How to Help Your Camper With Homesickness At Camp
Are you a first time camper parent or guardian? Has your camper experienced homesickness at camp before? Use these 5 helpful tips to prepare your campers for a week or two away from home. As a former homesick camper, who now eats, sleeps, and breathes summer camp year-round, I can tell you that homesickness can be a fleeting thing for many campers. And, these 5 tips can help campers homesickness dissipate that much faster.
Writing & Sending Letters
Before your camper even leaves the driveway of your home, send letters to them via snail mail. Address it to your camper, label it with the day you would like them to read letters. Having letters from parents, guardians, and friends can help campers feel seen and loved from afar, all while enjoying the day to day of camp.

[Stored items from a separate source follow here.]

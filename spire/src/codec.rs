//! HTTP-POST and HTTP-Redirect bindings.
//!
//! Decoding only parses, it never checks signatures. A redirect signature is
//! captured as [RedirectSignature] so the caller can verify it against the
//! identity provider's certificates once it knows who the issuer is.
use std::io::{Read, Write};

use flate2::{read::DeflateDecoder, write::DeflateEncoder, Compression};
use openssl::pkey::{PKey, Private};
use serde::Deserialize;
use url::form_urlencoded;

use crate::{
    error::Error,
    message::{Message, RedirectMessage},
    signature::{sign_redirect, SignatureAlgorithm},
};

/// Upper bound on an inflated redirect message.
const MAX_INFLATED_SIZE: u64 = 1024 * 1024;

/// Form body of an HTTP-POST binding request.
#[derive(Clone, Debug, Default, Deserialize)]
pub struct PostForm {
    #[serde(rename = "SAMLResponse")]
    pub saml_response: Option<String>,
    #[serde(rename = "SAMLRequest")]
    pub saml_request: Option<String>,
    #[serde(rename = "RelayState")]
    pub relay_state: Option<String>,
}

/// The parts of an HTTP-Redirect query covered by its signature.
#[derive(Clone, Debug, PartialEq, Eq)]
pub struct RedirectSignature {
    /// `SigAlg` URI as sent.
    pub sig_alg: String,
    pub signature: Vec<u8>,
    /// `SAMLRequest|SAMLResponse=..[&RelayState=..]&SigAlg=..` exactly as it
    /// appeared on the wire.
    pub signed_octets: String,
}

/// A message taken off either binding.
#[derive(Debug)]
pub struct Decoded {
    pub message: Message,
    pub relay_state: Option<String>,
    pub redirect_signature: Option<RedirectSignature>,
    /// The message XML, kept for signature verification and decryption.
    pub xml: String,
}

fn malformed<E: std::fmt::Display>(context: &str) -> impl Fn(E) -> Error + '_ {
    move |e| Error::MalformedMessage(format!("{}: {}", context, e))
}

fn decode_base64(value: &str) -> Result<Vec<u8>, Error> {
    let compact: String = value.chars().filter(|c| !c.is_whitespace()).collect();
    base64::decode(compact).map_err(malformed("invalid base64"))
}

fn into_xml(bytes: Vec<u8>) -> Result<String, Error> {
    String::from_utf8(bytes).map_err(malformed("message is not UTF-8"))
}

/// Decode a message posted in the `SAMLResponse` or `SAMLRequest` field.
pub fn decode_post(form: &PostForm) -> Result<Decoded, Error> {
    let encoded = form
        .saml_response
        .as_deref()
        .or_else(|| form.saml_request.as_deref())
        .ok_or_else(|| Error::MalformedMessage("no SAML message in form".into()))?;
    let xml = into_xml(decode_base64(encoded)?)?;
    let message = Message::from_xml(&xml)?;
    Ok(Decoded {
        message,
        relay_state: form.relay_state.clone(),
        redirect_signature: None,
        xml,
    })
}

/// Decode a form encoded value, `+` standing for a space.
fn form_decode(raw: &str) -> String {
    form_urlencoded::parse(format!("v={}", raw).as_bytes())
        .next()
        .map(|(_, value)| value.into_owned())
        .unwrap_or_default()
}

/// Percent-decode a base64 or URI value, leaving `+` as it is.
fn percent_decode(raw: &str) -> Result<String, Error> {
    urlencoding::decode(raw)
        .map(|value| value.into_owned())
        .map_err(malformed("invalid percent-encoding"))
}

fn inflate(deflated: &[u8]) -> Result<String, Error> {
    let mut inflated = Vec::new();
    DeflateDecoder::new(deflated)
        .take(MAX_INFLATED_SIZE + 1)
        .read_to_end(&mut inflated)
        .map_err(malformed("invalid deflate stream"))?;
    if inflated.len() as u64 > MAX_INFLATED_SIZE {
        return Err(Error::MalformedMessage("inflated message too large".into()));
    }
    into_xml(inflated)
}

/// Decode a message from the raw query string of an HTTP-Redirect request.
///
/// Signed octets are rebuilt from the undecoded parameter values, the
/// signature covers what was sent rather than any re-encoding of it.
pub fn decode_redirect(raw_query: &str) -> Result<Decoded, Error> {
    let mut message = None;
    let mut relay_state = None;
    let mut sig_alg = None;
    let mut signature = None;
    for pair in raw_query.split('&') {
        let mut parts = pair.splitn(2, '=');
        let key = parts.next().unwrap_or_default();
        let value = parts.next().unwrap_or_default();
        match key {
            "SAMLRequest" | "SAMLResponse" => message = Some((key, value)),
            "RelayState" => relay_state = Some(value),
            "SigAlg" => sig_alg = Some(value),
            "Signature" => signature = Some(value),
            _ => {}
        }
    }

    let (parameter, raw_message) =
        message.ok_or_else(|| Error::MalformedMessage("no SAML message in query".into()))?;
    let xml = inflate(&decode_base64(&percent_decode(raw_message)?)?)?;
    let message = Message::from_xml(&xml)?;

    let redirect_signature = match (sig_alg, signature) {
        (Some(raw_alg), Some(raw_signature)) => {
            let mut signed_octets = format!("{}={}", parameter, raw_message);
            if let Some(raw_relay_state) = relay_state {
                signed_octets.push_str("&RelayState=");
                signed_octets.push_str(raw_relay_state);
            }
            signed_octets.push_str("&SigAlg=");
            signed_octets.push_str(raw_alg);
            Some(RedirectSignature {
                sig_alg: percent_decode(raw_alg)?,
                signature: decode_base64(&percent_decode(raw_signature)?)?,
                signed_octets,
            })
        }
        (None, None) => None,
        _ => {
            return Err(Error::MalformedMessage(
                "SigAlg and Signature must be sent together".into(),
            ))
        }
    };

    Ok(Decoded {
        message,
        relay_state: relay_state.map(form_decode),
        redirect_signature,
        xml,
    })
}

fn url_encode(value: &[u8]) -> String {
    form_urlencoded::byte_serialize(value).collect()
}

/// Encode `message` as an HTTP-Redirect URL to its destination, signing the
/// query when a key is given.
pub fn encode_redirect<M: RedirectMessage>(
    message: &M,
    relay_state: Option<&str>,
    signing: Option<(&PKey<Private>, SignatureAlgorithm)>,
) -> Result<String, Error> {
    let xml = message.to_xml()?;
    let mut encoder = DeflateEncoder::new(Vec::new(), Compression::default());
    encoder
        .write_all(xml.as_bytes())
        .map_err(malformed("failed to deflate message"))?;
    let deflated = encoder
        .finish()
        .map_err(malformed("failed to deflate message"))?;

    let mut query = format!(
        "{}={}",
        M::PARAMETER,
        url_encode(base64::encode(deflated).as_bytes())
    );
    if let Some(relay_state) = relay_state {
        query.push_str("&RelayState=");
        query.push_str(&url_encode(relay_state.as_bytes()));
    }
    if let Some((key, alg)) = signing {
        query.push_str("&SigAlg=");
        query.push_str(&url_encode(alg.uri().as_bytes()));
        let signature = sign_redirect(&query, key, alg)?;
        query.push_str("&Signature=");
        query.push_str(&url_encode(base64::encode(signature).as_bytes()));
    }

    let destination = message.destination();
    let separator = if destination.contains('?') { '&' } else { '?' };
    Ok(format!("{}{}{}", destination, separator, query))
}
pub mod c14n;
pub mod codec;
pub mod config;
pub mod debug;
pub mod encryption;
pub mod error;
pub mod identity;
pub mod login;
pub mod logout;
pub mod message;
pub mod metadata;
pub mod session;
pub mod signature;
pub mod slo;
pub mod store;
pub mod templates;
pub mod validator;
pub mod x509;
pub mod xml;

#[cfg(test)]
pub(crate) mod testing;

use crate::{
    codec::PostForm,
    config::{with_settings, Settings},
    login::{consume_handler, login_handler, LoginParams, AUTHN_REQUEST_COOKIE, SESSION_COOKIE},
    logout::{logout_handler, slo_post_handler, slo_redirect_handler},
    metadata::metadata_handler,
    store::{with_store, Store},
};
use tracing_subscriber::fmt::format::FmtSpan;
use warp::{Filter, Rejection, Reply};

/// Largest form body accepted on the POST binding.
const MAX_FORM_SIZE: u64 = 1024 * 1024;

/// Return a warp app with everything wired up.
///
/// This will setup:
///     - Logging and tracing
///     - Store and settings injection
///     - Routing
#[tracing::instrument(level = "info", skip(store, settings))]
pub async fn app<S: Store>(
    store: S,
    settings: Settings,
) -> impl Filter<Extract = impl Reply, Error = Rejection> + Clone {
    let filter = std::env::var("RUST_LOG").unwrap_or_else(|_| "spire=info".to_owned());

    let _ = tracing_subscriber::fmt()
        .with_env_filter(filter)
        .with_span_events(FmtSpan::CLOSE)
        .try_init();

    let metadata = warp::get().and(
        warp::path!(String / "saml2")
            .and(with_settings(settings.clone()))
            .and_then(metadata_handler)
            .with(warp::trace::named("metadata")),
    );

    // Routed ahead of login so "logout" is never taken for an IdP ID.
    let slo_redirect = warp::get().and(
        warp::path!(String / "login" / "saml" / "logout")
            .and(warp::query::raw())
            .and(warp::cookie::optional(SESSION_COOKIE))
            .and(with_store(store.clone()))
            .and(with_settings(settings.clone()))
            .and_then(slo_redirect_handler::<S>)
            .with(warp::trace::named("slo-redirect")),
    );

    let slo_post = warp::post().and(
        warp::path!(String / "login" / "saml" / "logout")
            .and(warp::body::content_length_limit(MAX_FORM_SIZE))
            .and(warp::body::form::<PostForm>())
            .and(warp::cookie::optional(SESSION_COOKIE))
            .and(with_store(store.clone()))
            .and(with_settings(settings.clone()))
            .and_then(slo_post_handler::<S>)
            .with(warp::trace::named("slo-post")),
    );

    let login = warp::get().and(
        warp::path!(String / "login" / "saml")
            .map(|tenant: String| (tenant, None::<String>))
            .untuple_one()
            .or(warp::path!(String / "login" / "saml" / String)
                .map(|tenant: String, idp_id: String| (tenant, Some(idp_id)))
                .untuple_one())
            .unify()
            .and(warp::query::<LoginParams>())
            .and(with_store(store.clone()))
            .and(with_settings(settings.clone()))
            .and_then(login_handler::<S>)
            .with(warp::trace::named("login")),
    );

    let consume = warp::post().and(
        warp::path!(String / "login" / "saml")
            .and(warp::body::content_length_limit(MAX_FORM_SIZE))
            .and(warp::body::form::<PostForm>())
            .and(warp::cookie::optional(AUTHN_REQUEST_COOKIE))
            .and(with_store(store.clone()))
            .and(with_settings(settings.clone()))
            .and_then(consume_handler::<S>)
            .with(warp::trace::named("consume")),
    );

    let logout = warp::get().and(
        warp::path!(String / "logout")
            .and(warp::cookie::optional(SESSION_COOKIE))
            .and(with_store(store))
            .and(with_settings(settings))
            .and_then(logout_handler::<S>)
            .with(warp::trace::named("logout")),
    );

    metadata
        .or(slo_redirect)
        .or(slo_post)
        .or(login)
        .or(consume)
        .or(logout)
        .with(warp::trace::request())
}
//! Mapping asserted subjects onto local identities.
use std::collections::BTreeMap;

use chrono::{DateTime, Utc};

use crate::{
    config::{IdentityProviderConfig, IdentitySeed},
    error::Error,
    message::Assertion,
    store::IdentityDirectory,
};

/// Login attribute value meaning "use the subject's NameID".
pub const NAME_ID_ATTRIBUTE: &str = "NameID";

/// A local account bound to one identity provider.
#[derive(Clone, Debug, PartialEq)]
pub struct Identity {
    pub id: String,
    pub tenant: String,
    /// Value of the login attribute this identity is found by.
    pub unique_id: String,
    pub idp_id: String,
    pub suspended: bool,
    pub attributes: BTreeMap<String, String>,
    pub last_login_at: Option<DateTime<Utc>>,
}

impl Identity {
    pub fn new(tenant: &str, unique_id: &str, idp_id: &str) -> Self {
        Self {
            id: uuid::Uuid::new_v4().to_string(),
            tenant: tenant.into(),
            unique_id: unique_id.into(),
            idp_id: idp_id.into(),
            suspended: false,
            attributes: BTreeMap::new(),
            last_login_at: None,
        }
    }

    pub fn from_seed(tenant: &str, seed: &IdentitySeed) -> Self {
        Self {
            suspended: seed.suspended,
            attributes: seed.attributes.clone(),
            ..Self::new(tenant, &seed.unique_id, &seed.idp_id)
        }
    }
}

/// The value an assertion identifies its subject by, according to the
/// provider's login attribute.
pub fn unique_id(assertion: &Assertion, idp: &IdentityProviderConfig) -> Result<String, Error> {
    let value = if idp.login_attribute == NAME_ID_ATTRIBUTE {
        assertion
            .name_id
            .as_ref()
            .map(|name_id| name_id.value.clone())
            .filter(|value| !value.is_empty())
    } else {
        assertion
            .attributes
            .get(&idp.login_attribute)
            .and_then(|values| values.first())
            .cloned()
    };
    let value = value.ok_or_else(|| Error::MissingAttribute(idp.login_attribute.clone()))?;
    if idp.strip_domain_from_login_attribute {
        if let Some(at) = value.find('@') {
            return Ok(value[..at].to_owned());
        }
    }
    Ok(value)
}

/// Local attribute changes implied by the provider's federated attribute
/// mapping. Attributes the assertion does not carry are left alone.
fn federated_updates(
    identity: &Identity,
    assertion: &Assertion,
    idp: &IdentityProviderConfig,
) -> BTreeMap<String, String> {
    idp.federated_attributes
        .iter()
        .filter_map(|(provider_name, local_name)| {
            let value = assertion.attributes.get(provider_name)?.first()?;
            if identity.attributes.get(local_name) == Some(value) {
                None
            } else {
                Some((local_name.clone(), value.clone()))
            }
        })
        .collect()
}

/// Resolve the subject of `assertion` to a local identity, provisioning one
/// when the provider allows it.
///
/// Suspended identities are reported as [Error::UnknownUser]; the caller
/// shows the same message for every failure here.
#[tracing::instrument(level = "info", skip(directory, assertion, idp), fields(idp = %idp.id), err)]
pub async fn resolve<D>(
    directory: &D,
    tenant: &str,
    assertion: &Assertion,
    idp: &IdentityProviderConfig,
) -> Result<Identity, Error>
where
    D: IdentityDirectory + Sync,
{
    let unique_id = unique_id(assertion, idp)?;
    match directory.find_identity(tenant, &unique_id, &idp.id).await? {
        Some(identity) if identity.suspended => {
            tracing::warn!("Identity {} is suspended", identity.id);
            Err(Error::UnknownUser(unique_id))
        }
        Some(identity) => {
            let updates = federated_updates(&identity, assertion, idp);
            if updates.is_empty() {
                return Ok(identity);
            }
            match directory.apply_federated_attributes(&identity, updates).await {
                Ok(updated) => Ok(updated),
                Err(e) => {
                    tracing::warn!(
                        "Failed to apply federated attributes to {}: {}",
                        identity.id,
                        e
                    );
                    Ok(identity)
                }
            }
        }
        None if idp.jit_provisioning => {
            let identity = directory
                .provision_identity(tenant, &unique_id, &idp.id, &assertion.attributes)
                .await?;
            tracing::info!("Provisioned identity {}", identity.id);
            Ok(identity)
        }
        None => Err(Error::UnknownUser(unique_id)),
    }
}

Pro Tip: Equip your campers with the necessary tools to write letters to you from camp. Send them with some fun stationery, envelopes and stamps.
Writing Emails To The Office Staff
Email camp, talk to the counselor, and talk to the village leader before you send your camper to camp. After your camper arrives on the woodchips, send an email to the office staff to check in on your camper. Sometimes campers experience homesickness and some are blissfully unaware they are away from home. The office staff can check in with the counselors or Village Leaders and get back to you within the day.
Write Emails To Your Camper
Emails can be sent to a village leader and printed out for the camper to read at dinner time. Letting your camper know what you are up to, can make them feel at ease and lessen the homesickness they may feel. Try to hype up their experience. Ask them what the best part of their day was? Counselors and village leaders can scan or type up a camper’s response and get it back to you quickly.
Prepare Your Camper And The Staff
Talk to your camper before they leave for Camp. Ask them what they want. What strategies does your camper think will work best for them? Let your camper have some choice when navigating homesickness. Campers tend to feel most homesick the first day, and at night. Some tried and true options are encouraging your camper to stay active during the day, this will help them feel tired at night and make it hard for them to stay awake feeling homesick.
Pro-Tip: Send your campers to camp with more than one book and a book-light. Flashlights can be too bright and keep the rest of the cabin awake. A book light is the perfect compromise. Your camper can fall asleep reading their book.
Pro-Tip: Send your camper to camp with some type of security item that they are willing to lose-campers will almost always lose at least one item at camp. Maybe, you send them with a stuffed animal that the two of you bought together. Or, a printed photo of you and your family so that the camper can look at it.
Send Your Camper With A Prepped Journal
Ever pick your camper up from school and ask what they did, and their response was “nothing”? Ask your camper to write down the activities they did at camp during the day. Tell them to write down the names of their friends. Make prepping a camp journal a fun bonding activity for the both of you to do before sending them off to camp. Having a list of what your camper participated in, and the names of their friends and favorite counselors, is a great opportunity for you and your camper to start conversations about their experiences at camp.
So what now…?
There are many strategies and options for you and your camper to choose from to help manage homesickness at camp. Take a moment to reflect on what your camper loves and needs, and choose something that you know will work for them. Our staff go through 100 hours of onboarding before arriving at camp, and 3 and a half weeks of staff training. We know how to best help your camper and you feel at ease when sending them to camp. Speaking as a former homesick camper myself, eventually the homesickness fades away, and as soon as I left camp, I counted down the days until my return.